The War Horse by Eavan Boland :

This dry night, nothing unusual
About the clip, clop, casual


Iron of his shoes as he stamps death
Like a mint on the innocent coinage of earth.


I lift the window, watch the ambling feather
Of hock and fetlock, loosed from its daily tether


In the tinker camp on the Enniskerry Road,
Pass, his breath hissing, his snuffling head


Down. He is gone. No great harm is done.
Only a leaf of our laurel hedge is torn—


Of distant interest like a maimed limb,
Only a rose which now will never climb


The stone of our house, expendable, a mere
Line of defence against him, a volunteer


You might say, only a crocus, its bulbous head
Blown from growth, one of the screamless dead.


But we, we are safe, our unformed fear
Of fierce commitment gone; why should we care


If a rose, a hedge, a crocus are uprooted
Like corpses, remote, crushed, mutilated?

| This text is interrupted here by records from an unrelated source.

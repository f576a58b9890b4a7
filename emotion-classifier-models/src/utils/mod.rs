pub mod attn_mask;
pub mod inventory;
pub mod update;

use std::path::PathBuf;

use clap::Parser;

/// Arguments for the dynamic inventory binary.
///
/// The flag surface is the inventory contract expected by the
/// orchestration platform; `--list` wins when both flags are given.
#[derive(Parser)]
#[command(name = "aap-inventory")]
#[command(about = "Fortinet dynamic inventory for AAP 2.5.")]
pub struct InventoryArgs {
    /// List all groups and hosts
    #[arg(long)]
    pub list: bool,

    /// Get variables for a specific host
    #[arg(long, value_name = "NAME")]
    pub host: Option<String>,
}

impl InventoryArgs {
    pub fn parse_args() -> Self {
        Self::parse()
    }
}

/// Arguments for the playbook updater binary.
#[derive(Parser)]
#[command(name = "aap-playbook-update")]
#[command(about = "Patch the AIX management playbooks with AAP credential injection.")]
pub struct UpdateArgs {
    /// Directory containing the playbooks to patch
    #[arg(long, default_value = "playbooks")]
    pub dir: PathBuf,

    /// Version written into each playbook's version declaration
    #[arg(long, default_value = "2.0")]
    pub version: String,
}

impl UpdateArgs {
    pub fn parse_args() -> Self {
        Self::parse()
    }
}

He stumbles on like a rumour of war, huge
Threatening. Neighbours use the subterfuge


Of curtains. He stumbles down our short street
Thankfully passing us. I pause, wait,


Then to breathe relief lean on the sill
And for a second only my blood is still


With atavism. That rose he smashed frays
Ribboned across our hedge, recalling days


Of burned countryside, illicit braid:
A cause ruined before, a world betrayed.

CHILD OF OUR TIME:

Yesterday I knew no lullaby
But you have taught me overnight to order
This song, which takes from your final cry
Its tune, from your unreasoned end its reason;
Its rhythm from the discord of your murder,
Its motive from the fact you cannot listen.

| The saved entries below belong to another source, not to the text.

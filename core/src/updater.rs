//! # Playbook Update Engine
//!
//! Implements the batch patch pass over the AIX management collection.
//!
//! Each target file is read fully, run through a fixed rule sequence
//! (version bump, metadata-block insertion, post-tasks trailer), and
//! written back in place. A failure on one file is contained and
//! reported; the remaining files are still processed.
//!
//! Writes are plain overwrites. There is no backup and no atomic rename,
//! so concurrent invocations against the same directory are unsafe.

use std::fs;
use std::path::{Path, PathBuf};
use std::sync::LazyLock;

use regex::{NoExpand, Regex};
use tracing::debug;

use aapkit_common::config::UpdaterConfig;
use aapkit_common::error::UpdateError;

mod templates;

use templates::{AAP_VARIABLES, METADATA_MARKER, POST_TASKS, REASON_TOKEN};

/// Matches a playbook's version declaration line.
static VERSION_RE: LazyLock<Regex> =
    LazyLock::new(|| Regex::new(r#"playbook_version: "[0-9.]+""#).unwrap());

/// Captures the span between the version declaration and the next marker
/// comment. The metadata block replaces whatever sits in between.
static ANCHOR_RE: LazyLock<Regex> = LazyLock::new(|| {
    Regex::new(r#"(?s)(playbook_version: "[0-9.]+"\s*\n)(.*?)(# Change tracking|# Override)"#)
        .unwrap()
});

/// Outcome for one listed playbook.
#[derive(Debug)]
pub enum FileStatus {
    /// File rewritten; carries which rules fired.
    Updated(UpdateSummary),
    /// Listed but absent on disk.
    Missing,
    /// Read or write failed.
    Failed(UpdateError),
}

/// Which rules fired while patching one file.
#[derive(Debug, Default)]
pub struct UpdateSummary {
    /// The version declaration was found and now carries the target version.
    pub version_updated: bool,
    pub metadata_inserted: bool,
    pub trailer_appended: bool,
    /// Non-fatal conditions observed while patching, for the caller to report.
    pub warnings: Vec<UpdateError>,
}

/// Report for one playbook, in processing order.
#[derive(Debug)]
pub struct FileReport {
    pub file: String,
    /// Filename turned human-facing: stem, underscores to spaces, title case.
    pub display_name: String,
    pub path: PathBuf,
    pub status: FileStatus,
}

/// Patches every configured playbook, containing per-file failures.
pub fn run(cfg: &UpdaterConfig) -> Vec<FileReport> {
    cfg.playbooks
        .iter()
        .map(|file| {
            let path = cfg.playbooks_dir.join(file);
            let status = if path.exists() {
                match update_file(&path, &cfg.target_version) {
                    Ok(summary) => FileStatus::Updated(summary),
                    Err(err) => FileStatus::Failed(err),
                }
            } else {
                FileStatus::Missing
            };

            FileReport {
                file: file.clone(),
                display_name: display_name(file),
                path,
                status,
            }
        })
        .collect()
}

/// Applies the full rule sequence to one playbook and rewrites it in place.
pub fn update_file(path: &Path, target_version: &str) -> Result<UpdateSummary, UpdateError> {
    let text = fs::read_to_string(path).map_err(|source| UpdateError::Read {
        path: path.to_path_buf(),
        source,
    })?;

    let reason = default_reason(&path.to_string_lossy());
    let (patched, summary) = apply(&text, path, target_version, reason);

    fs::write(path, &patched).map_err(|source| UpdateError::Write {
        path: path.to_path_buf(),
        source,
    })?;

    debug!(path = %path.display(), ?summary, "playbook rewritten");
    Ok(summary)
}

/// The rule sequence itself, free of I/O.
fn apply(text: &str, path: &Path, target_version: &str, reason: &str) -> (String, UpdateSummary) {
    let mut summary = UpdateSummary::default();

    // Rule 1: version bump. Re-running substitutes the same text again.
    let replacement = format!(r#"playbook_version: "{target_version}""#);
    summary.version_updated = VERSION_RE.is_match(text);
    let mut out = VERSION_RE
        .replace_all(text, NoExpand(replacement.as_str()))
        .into_owned();

    // Rule 2: metadata block, guarded against double insertion.
    if out.contains(METADATA_MARKER) {
        debug!(path = %path.display(), "metadata block already present");
    } else if ANCHOR_RE.is_match(&out) {
        let block = AAP_VARIABLES.replace(REASON_TOKEN, reason);
        out = ANCHOR_RE
            .replace(&out, |caps: &regex::Captures<'_>| {
                format!("{}{}{}", &caps[1], block, &caps[3])
            })
            .into_owned();
        summary.metadata_inserted = true;
    } else {
        summary.warnings.push(UpdateError::AnchorMissing {
            path: path.to_path_buf(),
        });
    }

    // Rule 3: post-tasks trailer, append-if-absent.
    if !out.contains("post_tasks:") {
        out = format!("{}{}", out.trim_end(), POST_TASKS);
        summary.trailer_appended = true;
    }

    (out, summary)
}

/// Category default for the change reason, keyed on how the AIX team
/// names their playbooks.
pub fn default_reason(file: &str) -> &'static str {
    let lower = file.to_ascii_lowercase();
    if lower.contains("cpu") {
        "Automated CPU monitoring and scaling"
    } else if lower.contains("memory") {
        "Automated memory monitoring and scaling"
    } else if lower.contains("filesystem") {
        "Automated filesystem monitoring and management"
    } else if lower.contains("print") {
        "Automated print queue monitoring and management"
    } else if lower.contains("service") {
        "Automated service monitoring and management"
    } else {
        "Automated AIX system management"
    }
}

/// `aix_cpu_management.yml` becomes `Aix Cpu Management`.
pub fn display_name(file: &str) -> String {
    let stem = file.strip_suffix(".yml").unwrap_or(file);
    stem.split('_')
        .filter(|word| !word.is_empty())
        .map(|word| {
            let lower = word.to_lowercase();
            let mut chars = lower.chars();
            match chars.next() {
                Some(first) => first.to_uppercase().chain(chars).collect::<String>(),
                None => String::new(),
            }
        })
        .collect::<Vec<_>>()
        .join(" ")
}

We who should have known how to instruct
With rhymes for your waking, rhythms for your sleep
Names for the animals you took to bed,
Tales to distract, legends to protect,
Later an idiom for you to keep
And living, learn, must learn from you, dead.

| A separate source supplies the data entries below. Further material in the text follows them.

//! # Device Sources
//!
//! Where the records come from: the JSON payload injected by the
//! platform when present and parseable, the built-in example devices
//! otherwise.
//!
//! A malformed payload falls back to the example list without failing the
//! run; the parse error is only visible at debug level, because anything
//! written to the inventory contract is treated as authoritative by the
//! caller.

use std::env;

use tracing::debug;

use aapkit_common::device::DeviceRecord;

/// Environment variable carrying the injected JSON device array.
pub const INVENTORY_ENV: &str = "AAP_FORTINET_INVENTORY";

/// One built-in device plus the variable that may override its address.
#[derive(Debug, Clone)]
pub struct FallbackDevice {
    pub record: DeviceRecord,
    pub ip_env: &'static str,
}

impl FallbackDevice {
    fn new(record: DeviceRecord, ip_env: &'static str) -> Self {
        Self { record, ip_env }
    }

    /// Applies the per-device address override, if set.
    fn resolve(self) -> DeviceRecord {
        let mut record = self.record;
        if let Ok(ip) = env::var(self.ip_env) {
            record.ip_address = Some(ip);
        }
        record
    }
}

/// Resolves the device records for this invocation.
pub fn device_records() -> Vec<DeviceRecord> {
    if let Ok(raw) = env::var(INVENTORY_ENV) {
        match serde_json::from_str::<Vec<DeviceRecord>>(&raw) {
            Ok(records) => return records,
            Err(err) => debug!("ignoring malformed {INVENTORY_ENV} payload: {err}"),
        }
    }

    fallback_devices()
        .into_iter()
        .map(FallbackDevice::resolve)
        .collect()
}

/// The example devices used when the platform injects nothing.
pub fn fallback_devices() -> Vec<FallbackDevice> {
    vec![
        FallbackDevice::new(
            DeviceRecord {
                hostname: "fw-prod-01".to_string(),
                ip_address: Some("192.168.1.10".to_string()),
                device_type: Some("firewall".to_string()),
                environment: Some("production".to_string()),
                location: Some("dc1".to_string()),
                vdom: Some("root".to_string()),
                model: Some("FortiGate-100F".to_string()),
                firmware: Some("7.0.0".to_string()),
            },
            "FORTINET_PROD_FW01_IP",
        ),
        FallbackDevice::new(
            DeviceRecord {
                hostname: "fw-prod-02".to_string(),
                ip_address: Some("192.168.1.11".to_string()),
                device_type: Some("firewall".to_string()),
                environment: Some("production".to_string()),
                location: Some("dc2".to_string()),
                vdom: Some("root".to_string()),
                model: Some("FortiGate-100F".to_string()),
                firmware: Some("7.0.0".to_string()),
            },
            "FORTINET_PROD_FW02_IP",
        ),
        FallbackDevice::new(
            DeviceRecord {
                hostname: "fw-staging-01".to_string(),
                ip_address: Some("192.168.2.10".to_string()),
                device_type: Some("firewall".to_string()),
                environment: Some("staging".to_string()),
                location: Some("dc1".to_string()),
                vdom: Some("root".to_string()),
                model: Some("FortiGate-60F".to_string()),
                firmware: Some("6.4.8".to_string()),
            },
            "FORTINET_STAGING_FW01_IP",
        ),
    ]
}
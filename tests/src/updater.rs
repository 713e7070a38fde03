#![cfg(test)]
//! Updater scenarios against real files in a temp directory, driving the
//! library run loop directly with no CLI in between.

use std::fs;

use aapkit_common::config::UpdaterConfig;
use aapkit_core::updater::{self, FileStatus};
use tempfile::TempDir;

const FILESYSTEM_PLAYBOOK: &str = r#"---
- name: AIX Filesystem Management
  hosts: aix
  vars:
    playbook_name: "AIX Filesystem Management"
    playbook_version: "1.7"

    # Override these per job
    fs_threshold: 85
"#;

fn config_for(temp: &TempDir, files: &[&str]) -> UpdaterConfig {
    UpdaterConfig {
        playbooks_dir: temp.path().to_path_buf(),
        playbooks: files.iter().map(|f| f.to_string()).collect(),
        target_version: "2.0".to_string(),
    }
}

#[test]
fn updates_existing_files_and_skips_missing_ones() {
    let temp = TempDir::new().unwrap();
    let target = temp.path().join("aix_filesystem_management.yml");
    fs::write(&target, FILESYSTEM_PLAYBOOK).unwrap();

    let cfg = config_for(
        &temp,
        &["aix_filesystem_management.yml", "aix_cpu_management.yml"],
    );
    let reports = updater::run(&cfg);

    assert_eq!(reports.len(), 2);
    assert!(matches!(reports[0].status, FileStatus::Updated(_)));
    assert!(matches!(reports[1].status, FileStatus::Missing));
    assert_eq!(reports[0].display_name, "Aix Filesystem Management");

    let patched = fs::read_to_string(&target).unwrap();
    assert!(patched.contains(r#"playbook_version: "2.0""#));
    assert!(patched.contains("# AAP Job Information"));
    assert!(patched.contains("Automated filesystem monitoring and management"));
    assert!(patched.contains("# Override these per job"));
    assert!(patched.contains("post_tasks:"));
}

#[test]
fn rerunning_the_full_pass_is_stable() {
    let temp = TempDir::new().unwrap();
    let target = temp.path().join("aix_filesystem_management.yml");
    fs::write(&target, FILESYSTEM_PLAYBOOK).unwrap();

    let cfg = config_for(&temp, &["aix_filesystem_management.yml"]);

    updater::run(&cfg);
    let once = fs::read_to_string(&target).unwrap();

    let reports = updater::run(&cfg);
    let twice = fs::read_to_string(&target).unwrap();

    assert_eq!(once, twice);
    match &reports[0].status {
        FileStatus::Updated(summary) => {
            assert!(summary.version_updated);
            assert!(!summary.metadata_inserted);
            assert!(!summary.trailer_appended);
            assert!(summary.warnings.is_empty());
        }
        other => panic!("expected an update, got {other:?}"),
    }
}

#[test]
fn default_list_resolves_against_the_configured_directory() {
    let temp = TempDir::new().unwrap();
    let cfg = UpdaterConfig {
        playbooks_dir: temp.path().to_path_buf(),
        ..UpdaterConfig::default()
    };

    let reports = updater::run(&cfg);

    assert_eq!(reports.len(), 5);
    assert!(
        reports
            .iter()
            .all(|report| matches!(report.status, FileStatus::Missing))
    );
}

To make our broken images rebuild
Themselves around your limbs, your broken
Image, find for your sake whose life our idle
Talk has cost, a new language. Child
Of our time, our times have robbed your cradle.
Sleep in a world your final sleep has woken.

OUTSIDE HISTORY:

These are outsiders, always. These stars—
these iron inklings of an Irish January,
whose light happened
thousands of years before
our pain did; they are, they have always been
outside history.
They keep their distance. Under them remains
a place where you found
you were human, and
a landscape in which you know you are mortal.
And a time to choose between them.
I have chosen:
out of myth in history I move to be
part of that ordeal
who darkness is
only now reaching me from those fields,
those rivers, those roads clotted as
firmaments with the dead.
How slowly they die
as we kneel beside them, whisper in their ear.
And we are too late. We are always too late.



THIS MOMENT:

A neighbourhood.
At dusk.

Things are getting ready
to happen
out of sight.

Stars and moths.
And rinds slanting around fruit.

But not yet.

One tree is black.
One window is yellow as butter.

A woman leans down to catch a child
who has run into her arms
this moment.

Stars rise.
Moths flutter.
Apples sweeten in the dark.

thanks...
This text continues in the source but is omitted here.